> _The problem_: All lines in the material below that hold "info" should be found and copied.

> _Task input_:
..........
use leptos::{ev::MouseEvent, prelude::*};
use leptos_use::{signal_throttled, use_window_scroll};
use web_sys::{ScrollBehavior, ScrollIntoViewOptions};

use crate::content::{Icon, Portfolio};
use crate::sections::{is_scrolled, next_active, SectionId};

/// Smooth-scroll to a section anchor. Missing targets are ignored.
pub fn scroll_to(id: SectionId) {
    let Some(el) = document().get_element_by_id(id.id()) else {
        log::debug!("no element for #{}", id.id());
        return;
    };
    let opts = ScrollIntoViewOptions::new();
    opts.set_behavior(ScrollBehavior::Smooth);
    el.scroll_into_view_with_scroll_into_view_options(&opts);
}

fn section_tops() -> Vec<(SectionId, f64)> {
    let doc = document();
    SectionId::NAV
        .iter()
        .filter_map(|id| {
            doc.get_element_by_id(id.id())
                .map(|el| (*id, el.get_bounding_client_rect().top()))
        })
        .collect()
}

#[component]
pub fn Navigation() -> impl IntoView {
    let content = expect_context::<&'static Portfolio>();
    let (_, scroll_y) = use_window_scroll();
    let scroll_y = signal_throttled(scroll_y, content.timings.scroll_throttle_ms as f64);
    let (menu_open, set_menu_open) = signal(false);
    let (active, set_active) = signal(None::<SectionId>);

    Effect::watch(
        move || scroll_y.get(),
        move |_, _, _| {
            set_active.update(|active| *active = next_active(*active, section_tops()));
        },
        false,
    );

    let go = move |id: SectionId| {
        move |ev: MouseEvent| {
            ev.prevent_default();
            scroll_to(id);
            set_menu_open.set(false);
        }
    };

    let item_class = move |id: SectionId, base: &'static str| {
        move || {
            if active.get() == Some(id) {
                format!("{base} text-green")
            } else {
                format!("{base} text-muted hover:text-green")
            }
        }
    };

    view! {
        <nav class=move || {
            if is_scrolled(scroll_y.get()) {
                "fixed top-0 left-0 right-0 z-50 transition-all duration-500 bg-background/90 backdrop-blur-md border-b border-green/20"
            } else {
                "fixed top-0 left-0 right-0 z-50 transition-all duration-500 bg-transparent"
            }
        }>
            <div class="max-w-7xl mx-auto px-4">
                <div class="flex items-center justify-between h-16">
                    <a
                        href=SectionId::Hero.href()
                        on:click=go(SectionId::Hero)
                        class="flex items-center gap-2 group"
                    >
                        <span class="text-2xl text-green group-hover:scale-110 transition-transform">
                            {Icon::Shield.glyph()}
                        </span>
                        <span class="hidden sm:block text-sm">
                            <span class="font-bold text-green">{content.owner.brand.clone()}</span>
                            <span>{content.owner.brand_suffix.clone()}</span>
                        </span>
                    </a>
                    <div class="hidden lg:flex items-center gap-1">
                        {SectionId::NAV
                            .iter()
                            .map(|id| {
                                let id = *id;
                                view! {
                                    <a
                                        href=id.href()
                                        on:click=go(id)
                                        class=item_class(
                                            id,
                                            "relative px-4 py-2 text-xs uppercase tracking-wider transition-all duration-300",
                                        )
                                    >
                                        <Show when=move || active.get() == Some(id)>
                                            <span class="absolute inset-0 bg-green/10 border border-green/30" />
                                        </Show>
                                        <span class="relative">{id.label()}</span>
                                    </a>
                                }
                            })
                            .collect_view()}
                    </div>
                    <a
                        href=SectionId::Contact.href()
                        on:click=go(SectionId::Contact)
                        class="hidden lg:block cyber-button text-xs py-2 px-4"
                    >
                        {Icon::Terminal.glyph()}
                        " CONNECT"
                    </a>
                    <button
                        on:click=move |_| set_menu_open.update(|open| *open = !*open)
                        class="lg:hidden p-2 border border-green/30 hover:border-green text-green transition-colors"
                        aria-label="Toggle menu"
                    >
                        {move || if menu_open.get() { "✕" } else { "☰" }}
                    </button>
                </div>
            </div>
        </nav>
        <div class=move || {
            if menu_open.get() {
                "fixed inset-0 z-40 lg:hidden transition-all duration-500 opacity-100 pointer-events-auto"
            } else {
                "fixed inset-0 z-40 lg:hidden transition-all duration-500 opacity-0 pointer-events-none"
            }
        }>
            <div
                class="absolute inset-0 bg-background/95 backdrop-blur-lg"
                on:click=move |_| set_menu_open.set(false)
            />
            <div class="relative h-full flex flex-col items-center justify-center gap-6">
                {SectionId::NAV
                    .iter()
                    .map(|id| {
                        let id = *id;
                        view! {
                            <a
                                href=id.href()
                                on:click=go(id)
                                class=item_class(
                                    id,
                                    "text-2xl uppercase tracking-wider transition-all duration-300",
                                )
                            >
                                {id.label()}
                            </a>
                        }
                    })
                    .collect_view()}
                <a href=SectionId::Contact.href() on:click=go(SectionId::Contact) class="mt-8 cyber-button">
                    {Icon::Terminal.glyph()}
                    " ESTABLISH_CONNECTION"
                </a>
            </div>
        </div>
    }
}
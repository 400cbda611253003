#[cfg(feature = "ssr")]
#[tokio::main]
async fn main() {
    use axum::Router;
    use cyber_portfolio::app::*;
    use cyber_portfolio::content::portfolio;
    use leptos::prelude::*;
    use leptos_axum::{generate_route_list, LeptosRoutes};
    use tracing_subscriber::EnvFilter;

    tracing_subscriber::fmt()
        .with_env_filter(EnvFilter::try_from_default_env().unwrap_or_else(|_| "info".into()))
        .init();

    // Bad content still serves; every request renders the offline page.
    match portfolio() {
        Ok(p) => tracing::info!(owner = %p.owner.name, projects = p.projects.len(), "content loaded"),
        Err(e) => tracing::error!("content unavailable: {e}"),
    }

    let conf = get_configuration(None).unwrap();
    let addr = conf.leptos_options.site_addr;
    let leptos_options = conf.leptos_options;
    // Generate the list of routes in your Leptos App
    let routes = generate_route_list(App);

    let app = Router::new()
        .leptos_routes(&leptos_options, routes, {
            let leptos_options = leptos_options.clone();
            move || shell(leptos_options.clone())
        })
        .fallback(leptos_axum::file_and_error_handler(shell))
        .with_state(leptos_options);

    tracing::info!("listening on http://{}", &addr);
    let listener = tokio::net::TcpListener::bind(&addr).await.unwrap();
    axum::serve(listener, app.into_make_service())
        .await
        .unwrap();
}

#[cfg(not(feature = "ssr"))]
pub fn main() {
    // no client-side main function
    // see lib.rs for hydration function instead
}
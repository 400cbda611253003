use serde::{Deserialize, Deserializer, Serialize};

use super::Tick;

pub const BOOT_IDLE_LABEL: &str = "Initializing...";

#[derive(Debug, Clone, PartialEq, Eq, Serialize, Deserialize)]
pub struct Checkpoint {
    #[serde(deserialize_with = "clamped_progress")]
    pub progress: u8,
    pub label: String,
}

impl Checkpoint {
    pub fn new(progress: u8, label: impl Into<String>) -> Self {
        Self {
            progress: progress.min(100),
            label: label.into(),
        }
    }
}

fn clamped_progress<'de, D: Deserializer<'de>>(de: D) -> Result<u8, D::Error> {
    u8::deserialize(de).map(|p| p.min(100))
}

/// The fake boot overlay: a cursor over ordered checkpoints, advanced by a
/// fixed-period timer, followed by a one-time completion flag.
#[derive(Debug, Clone)]
pub struct BootSequence {
    checkpoints: Vec<Checkpoint>,
    shown: usize,
    complete: bool,
}

impl BootSequence {
    pub fn new(checkpoints: Vec<Checkpoint>) -> Self {
        Self {
            checkpoints,
            shown: 0,
            complete: false,
        }
    }

    fn current(&self) -> Option<&Checkpoint> {
        self.shown
            .checked_sub(1)
            .and_then(|i| self.checkpoints.get(i))
    }

    pub fn progress(&self) -> u8 {
        self.current().map(|c| c.progress).unwrap_or(0)
    }

    pub fn label(&self) -> &str {
        self.current()
            .map(|c| c.label.as_str())
            .unwrap_or(BOOT_IDLE_LABEL)
    }

    /// Every checkpoint has been displayed; the owner should stop the tick
    /// timer and arm the settle delay.
    pub fn is_finished(&self) -> bool {
        self.shown >= self.checkpoints.len()
    }

    pub fn is_complete(&self) -> bool {
        self.complete
    }

    /// Show the next checkpoint. Returns [`Tick::Done`] on the tick that
    /// displays the final one.
    pub fn tick(&mut self) -> Tick {
        if !self.is_finished() {
            self.shown += 1;
        }
        if self.is_finished() {
            Tick::Done
        } else {
            Tick::Running
        }
    }

    /// Raise the completion flag after the settle delay. Returns `true` only
    /// the first time, and never before the last checkpoint has shown.
    pub fn complete(&mut self) -> bool {
        if self.complete || !self.is_finished() {
            return false;
        }
        self.complete = true;
        true
    }

    /// Decorative indicator `index` lights up once progress passes
    /// `(index + 1) * 30`.
    pub fn indicator_lit(&self, index: usize) -> bool {
        (self.progress() as usize) > (index + 1) * 30
    }
}
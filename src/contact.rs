use serde::{Deserialize, Serialize};
use thiserror::Error;

/// How long the fake transmission takes before it reports success.
pub const TRANSMIT_DELAY_MS: u64 = 2000;

const BOOT_LINES: [&str; 2] = ["> System initialized...", "> Waiting for connection..."];
const SENDING_LINES: [&str; 2] = ["> Encrypting data...", "> Establishing secure channel..."];
const SENT_LINES: [&str; 3] = [
    "> Message transmitted successfully!",
    "> Connection established.",
    "> Awaiting response...",
];

#[derive(Error, Debug, Clone, PartialEq, Eq)]
pub enum ContactError {
    #[error("name is required")]
    EmptyName,
    #[error("invalid email address: {0}")]
    InvalidEmail(String),
    #[error("message is required")]
    EmptyMessage,
    #[error("transmission already in progress")]
    Busy,
    #[error("message already sent")]
    AlreadySent,
}

#[derive(Debug, Clone, Default, PartialEq, Eq, Serialize, Deserialize)]
pub struct ContactMessage {
    pub name: String,
    pub email: String,
    pub message: String,
}

impl ContactMessage {
    pub fn validate(&self) -> Result<(), ContactError> {
        if self.name.trim().is_empty() {
            return Err(ContactError::EmptyName);
        }
        if !is_email(self.email.trim()) {
            return Err(ContactError::InvalidEmail(self.email.clone()));
        }
        if self.message.trim().is_empty() {
            return Err(ContactError::EmptyMessage);
        }
        Ok(())
    }
}

// Same shape the browser accepts for type=email: one '@', both sides present,
// no whitespace.
fn is_email(s: &str) -> bool {
    let Some((local, domain)) = s.split_once('@') else {
        return false;
    };
    !local.is_empty()
        && !domain.is_empty()
        && !domain.contains('@')
        && !s.chars().any(char::is_whitespace)
}

#[derive(Debug, Clone, Copy, Default, PartialEq, Eq)]
pub enum FormState {
    #[default]
    Idle,
    Sending,
    Sent,
}

/// The simulated secure-terminal transcript behind the contact form. Nothing
/// leaves the page; the owner is responsible for calling [`complete`] once
/// [`TRANSMIT_DELAY_MS`] has elapsed after a successful [`submit`].
///
/// [`complete`]: Transmission::complete
/// [`submit`]: Transmission::submit
#[derive(Debug, Clone)]
pub struct Transmission {
    state: FormState,
    transcript: Vec<String>,
}

impl Default for Transmission {
    fn default() -> Self {
        Self::new()
    }
}

impl Transmission {
    pub fn new() -> Self {
        Self {
            state: FormState::Idle,
            transcript: BOOT_LINES.iter().map(|s| s.to_string()).collect(),
        }
    }

    pub fn state(&self) -> FormState {
        self.state
    }

    pub fn transcript(&self) -> &[String] {
        &self.transcript
    }

    /// Queue a message. On success the form moves to `Sending` and the
    /// receipt lines are appended.
    pub fn submit(&mut self, msg: &ContactMessage) -> Result<(), ContactError> {
        match self.state {
            FormState::Sending => return Err(ContactError::Busy),
            FormState::Sent => return Err(ContactError::AlreadySent),
            FormState::Idle => {}
        }
        msg.validate()?;
        self.state = FormState::Sending;
        self.transcript
            .push(format!("> Received message from: {}", msg.name.trim()));
        self.transcript
            .extend(SENDING_LINES.iter().map(|s| s.to_string()));
        Ok(())
    }

    /// Record a rejected submission in the transcript.
    pub fn reject(&mut self, err: &ContactError) {
        self.transcript.push(format!("> ERROR: {err}"));
    }

    /// Finish an in-flight transmission. Returns `false` when nothing was
    /// being sent.
    pub fn complete(&mut self) -> bool {
        if self.state != FormState::Sending {
            return false;
        }
        self.state = FormState::Sent;
        self.transcript
            .extend(SENT_LINES.iter().map(|s| s.to_string()));
        true
    }
}
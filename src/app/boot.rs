use leptos::prelude::*;

use super::effects::use_ticker;
use crate::content::{Icon, Timings};
use crate::fx::{BootSequence, Checkpoint, Tick};
use leptos_use::{use_timeout_fn, UseTimeoutFnReturn};

const INDICATORS: [Icon; 3] = [Icon::Terminal, Icon::Shield, Icon::Lock];

/// Run the boot checkpoints on the boot timer and raise the completion flag
/// once, `boot_settle_ms` after the last checkpoint shows.
pub fn use_boot_sequence(checkpoints: Vec<Checkpoint>, timings: Timings) -> RwSignal<BootSequence> {
    let boot = RwSignal::new(BootSequence::new(checkpoints));

    let UseTimeoutFnReturn { start: settle, .. } = use_timeout_fn(
        move |_: ()| {
            if boot.try_update(|b| b.complete()).unwrap_or(false) {
                log::info!("boot complete");
            }
        },
        timings.boot_settle_ms as f64,
    );

    use_ticker(timings.boot_tick_ms, 0, Signal::stored(true), move || {
        let tick = boot.try_update(|b| b.tick()).unwrap_or(Tick::Done);
        if tick == Tick::Done {
            settle(());
        }
        tick
    });

    boot
}

#[component]
pub fn BootOverlay(boot: RwSignal<BootSequence>) -> impl IntoView {
    let progress = move || boot.with(|b| b.progress());

    view! {
        <div class="fixed inset-0 z-50 flex items-center justify-center bg-background">
            <div class="w-full max-w-md px-8">
                <div class="text-center mb-8">
                    <div class="relative inline-block mb-6 text-6xl text-green animate-pulse">
                        {Icon::Shield.glyph()}
                    </div>
                    <h2 class="text-2xl text-green mb-2">"SYSTEM_BOOT"</h2>
                    <p class="text-sm text-muted">{move || boot.with(|b| b.label().to_string())}</p>
                </div>
                <div class="relative h-2 bg-black overflow-hidden">
                    <div
                        class="absolute inset-y-0 left-0 bg-gradient-to-r from-green to-cyan transition-all duration-300"
                        style:width=move || format!("{}%", progress())
                    />
                </div>
                <div class="flex justify-between mt-2 text-xs text-muted">
                    <span>"Loading..."</span>
                    <span class="text-green">{move || format!("{}%", progress())}</span>
                </div>
                <div class="mt-8 grid grid-cols-3 gap-2">
                    {INDICATORS
                        .iter()
                        .enumerate()
                        .map(|(i, icon)| {
                            view! {
                                <div
                                    class="flex items-center justify-center p-3 border border-green/20 text-green transition-opacity duration-300"
                                    style:opacity=move || {
                                        if boot.with(|b| b.indicator_lit(i)) { "1" } else { "0.3" }
                                    }
                                >
                                    {icon.glyph()}
                                </div>
                            }
                        })
                        .collect_view()}
                </div>
            </div>
        </div>
    }
}
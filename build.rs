fn main() {
    // Stamped into the footer as "last compiled"
    let stamp = chrono::Utc::now().to_rfc3339_opts(chrono::SecondsFormat::Secs, true);
    println!("cargo:rustc-env=BUILD_TIME={stamp}");

    // Page copy is embedded, so a content edit is a rebuild
    println!("cargo:rerun-if-changed=content/portfolio.json");
    println!("cargo:rerun-if-changed=build.rs");
}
..........
> _Exercise response_:
        .with_env_filter(EnvFilter::try_from_default_env().unwrap_or_else(|_| "info".into()))
        Ok(p) => tracing::info!(owner = %p.owner.name, projects = p.projects.len(), "content loaded"),
    tracing::info!("listening on http://{}", &addr);
                log::info!("boot complete");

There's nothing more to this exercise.